Excerpts from a dataset
= = =
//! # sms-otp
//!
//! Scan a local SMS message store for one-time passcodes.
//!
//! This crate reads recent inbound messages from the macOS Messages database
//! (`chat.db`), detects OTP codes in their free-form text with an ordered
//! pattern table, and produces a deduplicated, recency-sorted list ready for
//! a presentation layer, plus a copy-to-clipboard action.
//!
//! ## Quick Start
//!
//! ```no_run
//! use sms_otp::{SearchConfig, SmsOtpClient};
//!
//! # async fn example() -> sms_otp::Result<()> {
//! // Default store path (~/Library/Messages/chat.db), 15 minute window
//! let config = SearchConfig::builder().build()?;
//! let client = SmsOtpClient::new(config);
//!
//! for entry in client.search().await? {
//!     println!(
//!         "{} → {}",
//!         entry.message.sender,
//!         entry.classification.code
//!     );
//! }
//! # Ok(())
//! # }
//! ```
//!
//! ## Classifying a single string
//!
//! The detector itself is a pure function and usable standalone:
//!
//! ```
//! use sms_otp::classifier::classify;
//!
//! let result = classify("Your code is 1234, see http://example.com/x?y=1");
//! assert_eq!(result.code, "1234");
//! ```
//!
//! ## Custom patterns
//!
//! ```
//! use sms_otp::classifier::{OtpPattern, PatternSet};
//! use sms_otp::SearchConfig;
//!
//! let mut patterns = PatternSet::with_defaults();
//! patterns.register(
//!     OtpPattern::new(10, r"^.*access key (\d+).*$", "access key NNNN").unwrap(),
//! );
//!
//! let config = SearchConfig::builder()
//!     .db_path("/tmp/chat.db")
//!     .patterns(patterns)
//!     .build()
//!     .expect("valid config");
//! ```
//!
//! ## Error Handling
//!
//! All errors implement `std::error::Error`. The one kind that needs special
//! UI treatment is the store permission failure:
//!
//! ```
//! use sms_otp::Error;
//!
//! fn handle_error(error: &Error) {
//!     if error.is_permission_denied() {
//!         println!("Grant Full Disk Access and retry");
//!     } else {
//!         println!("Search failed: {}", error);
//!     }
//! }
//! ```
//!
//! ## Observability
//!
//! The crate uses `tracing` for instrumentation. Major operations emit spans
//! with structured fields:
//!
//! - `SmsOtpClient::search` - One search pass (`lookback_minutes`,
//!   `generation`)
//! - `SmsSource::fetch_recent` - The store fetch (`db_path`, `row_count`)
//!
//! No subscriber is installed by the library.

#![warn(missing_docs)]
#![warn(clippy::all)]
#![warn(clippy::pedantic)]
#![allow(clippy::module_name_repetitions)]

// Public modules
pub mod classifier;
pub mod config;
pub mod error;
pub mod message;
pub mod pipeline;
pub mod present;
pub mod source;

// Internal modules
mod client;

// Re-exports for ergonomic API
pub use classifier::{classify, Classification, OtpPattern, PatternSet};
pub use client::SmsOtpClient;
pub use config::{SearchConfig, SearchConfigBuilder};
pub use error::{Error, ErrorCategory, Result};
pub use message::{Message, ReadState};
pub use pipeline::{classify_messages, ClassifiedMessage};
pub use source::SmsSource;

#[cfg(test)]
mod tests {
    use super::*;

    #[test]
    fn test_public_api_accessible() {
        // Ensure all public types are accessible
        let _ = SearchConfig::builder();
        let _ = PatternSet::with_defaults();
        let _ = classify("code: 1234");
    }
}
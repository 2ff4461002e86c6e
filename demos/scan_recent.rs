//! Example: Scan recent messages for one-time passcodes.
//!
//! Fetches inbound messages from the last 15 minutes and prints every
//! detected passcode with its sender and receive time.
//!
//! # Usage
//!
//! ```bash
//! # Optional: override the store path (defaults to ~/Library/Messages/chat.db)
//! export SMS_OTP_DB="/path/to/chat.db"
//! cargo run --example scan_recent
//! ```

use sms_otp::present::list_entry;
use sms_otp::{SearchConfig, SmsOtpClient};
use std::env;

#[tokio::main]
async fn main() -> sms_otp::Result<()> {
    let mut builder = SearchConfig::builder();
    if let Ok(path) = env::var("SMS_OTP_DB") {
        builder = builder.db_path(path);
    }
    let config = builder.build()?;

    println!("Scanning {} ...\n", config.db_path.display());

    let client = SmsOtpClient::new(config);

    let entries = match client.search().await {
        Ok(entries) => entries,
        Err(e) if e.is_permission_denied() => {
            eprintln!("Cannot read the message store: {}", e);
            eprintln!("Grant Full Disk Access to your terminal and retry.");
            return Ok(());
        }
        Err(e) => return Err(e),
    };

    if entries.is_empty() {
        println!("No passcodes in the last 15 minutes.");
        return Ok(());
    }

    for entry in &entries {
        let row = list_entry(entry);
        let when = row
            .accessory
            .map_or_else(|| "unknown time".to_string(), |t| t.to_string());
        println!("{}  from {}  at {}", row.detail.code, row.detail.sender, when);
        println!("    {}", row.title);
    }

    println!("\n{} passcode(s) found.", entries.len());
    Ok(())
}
= = =
▶ **What the task asks**
What you need to do is repeat every record above exactly.

▶ **Answer section**
//! # sms-otp
//!
//! Scan a local SMS message store for one-time passcodes.
//!
//! This crate reads recent inbound messages from the macOS Messages database
//! (`chat.db`), detects OTP codes in their free-form text with an ordered
//! pattern table, and produces a deduplicated, recency-sorted list ready for
//! a presentation layer, plus a copy-to-clipboard action.
//!
//! ## Quick Start
//!
//! ```no_run
//! use sms_otp::{SearchConfig, SmsOtpClient};
//!
//! # async fn example() -> sms_otp::Result<()> {
//! // Default store path (~/Library/Messages/chat.db), 15 minute window
//! let config = SearchConfig::builder().build()?;
//! let client = SmsOtpClient::new(config);
//!
//! for entry in client.search().await? {
//!     println!(
//!         "{} → {}",
//!         entry.message.sender,
//!         entry.classification.code
//!     );
//! }
//! # Ok(())
//! # }
//! ```
//!
//! ## Classifying a single string
//!
//! The detector itself is a pure function and usable standalone:
//!
//! ```
//! use sms_otp::classifier::classify;
//!
//! let result = classify("Your code is 1234, see http://example.com/x?y=1");
//! assert_eq!(result.code, "1234");
//! ```
//!
//! ## Custom patterns
//!
//! ```
//! use sms_otp::classifier::{OtpPattern, PatternSet};
//! use sms_otp::SearchConfig;
//!
//! let mut patterns = PatternSet::with_defaults();
//! patterns.register(
//!     OtpPattern::new(10, r"^.*access key (\d+).*$", "access key NNNN").unwrap(),
//! );
//!
//! let config = SearchConfig::builder()
//!     .db_path("/tmp/chat.db")
//!     .patterns(patterns)
//!     .build()
//!     .expect("valid config");
//! ```
//!
//! ## Error Handling
//!
//! All errors implement `std::error::Error`. The one kind that needs special
//! UI treatment is the store permission failure:
//!
//! ```
//! use sms_otp::Error;
//!
//! fn handle_error(error: &Error) {
//!     if error.is_permission_denied() {
//!         println!("Grant Full Disk Access and retry");
//!     } else {
//!         println!("Search failed: {}", error);
//!     }
//! }
//! ```
//!
//! ## Observability
//!
//! The crate uses `tracing` for instrumentation. Major operations emit spans
//! with structured fields:
//!
//! - `SmsOtpClient::search` - One search pass (`lookback_minutes`,
//!   `generation`)
//! - `SmsSource::fetch_recent` - The store fetch (`db_path`, `row_count`)
//!
//! No subscriber is installed by the library.

#![warn(missing_docs)]
#![warn(clippy::all)]
#![warn(clippy::pedantic)]
#![allow(clippy::module_name_repetitions)]

// Public modules
pub mod classifier;
pub mod config;
pub mod error;
pub mod message;
pub mod pipeline;
pub mod present;
pub mod source;

// Internal modules
mod client;

// Re-exports for ergonomic API
pub use classifier::{classify, Classification, OtpPattern, PatternSet};
pub use client::SmsOtpClient;
pub use config::{SearchConfig, SearchConfigBuilder};
pub use error::{Error, ErrorCategory, Result};
pub use message::{Message, ReadState};
pub use pipeline::{classify_messages, ClassifiedMessage};
pub use source::SmsSource;

#[cfg(test)]
mod tests {
    use super::*;

    #[test]
    fn test_public_api_accessible() {
        // Ensure all public types are accessible
        let _ = SearchConfig::builder();
        let _ = PatternSet::with_defaults();
        let _ = classify("code: 1234");
    }
}
repository 2ff4461002e86c6e
filename demos/scan_recent.rs
//! Example: Scan recent messages for one-time passcodes.
//!
//! Fetches inbound messages from the last 15 minutes and prints every
//! detected passcode with its sender and receive time.
//!
//! # Usage
//!
//! ```bash
//! # Optional: override the store path (defaults to ~/Library/Messages/chat.db)
//! export SMS_OTP_DB="/path/to/chat.db"
//! cargo run --example scan_recent
//! ```

use sms_otp::present::list_entry;
use sms_otp::{SearchConfig, SmsOtpClient};
use std::env;

#[tokio::main]
async fn main() -> sms_otp::Result<()> {
    let mut builder = SearchConfig::builder();
    if let Ok(path) = env::var("SMS_OTP_DB") {
        builder = builder.db_path(path);
    }
    let config = builder.build()?;

    println!("Scanning {} ...\n", config.db_path.display());

    let client = SmsOtpClient::new(config);

    let entries = match client.search().await {
        Ok(entries) => entries,
        Err(e) if e.is_permission_denied() => {
            eprintln!("Cannot read the message store: {}", e);
            eprintln!("Grant Full Disk Access to your terminal and retry.");
            return Ok(());
        }
        Err(e) => return Err(e),
    };

    if entries.is_empty() {
        println!("No passcodes in the last 15 minutes.");
        return Ok(());
    }

    for entry in &entries {
        let row = list_entry(entry);
        let when = row
            .accessory
            .map_or_else(|| "unknown time".to_string(), |t| t.to_string());
        println!("{}  from {}  at {}", row.detail.code, row.detail.sender, when);
        println!("    {}", row.title);
    }

    println!("\n{} passcode(s) found.", entries.len());
    Ok(())
}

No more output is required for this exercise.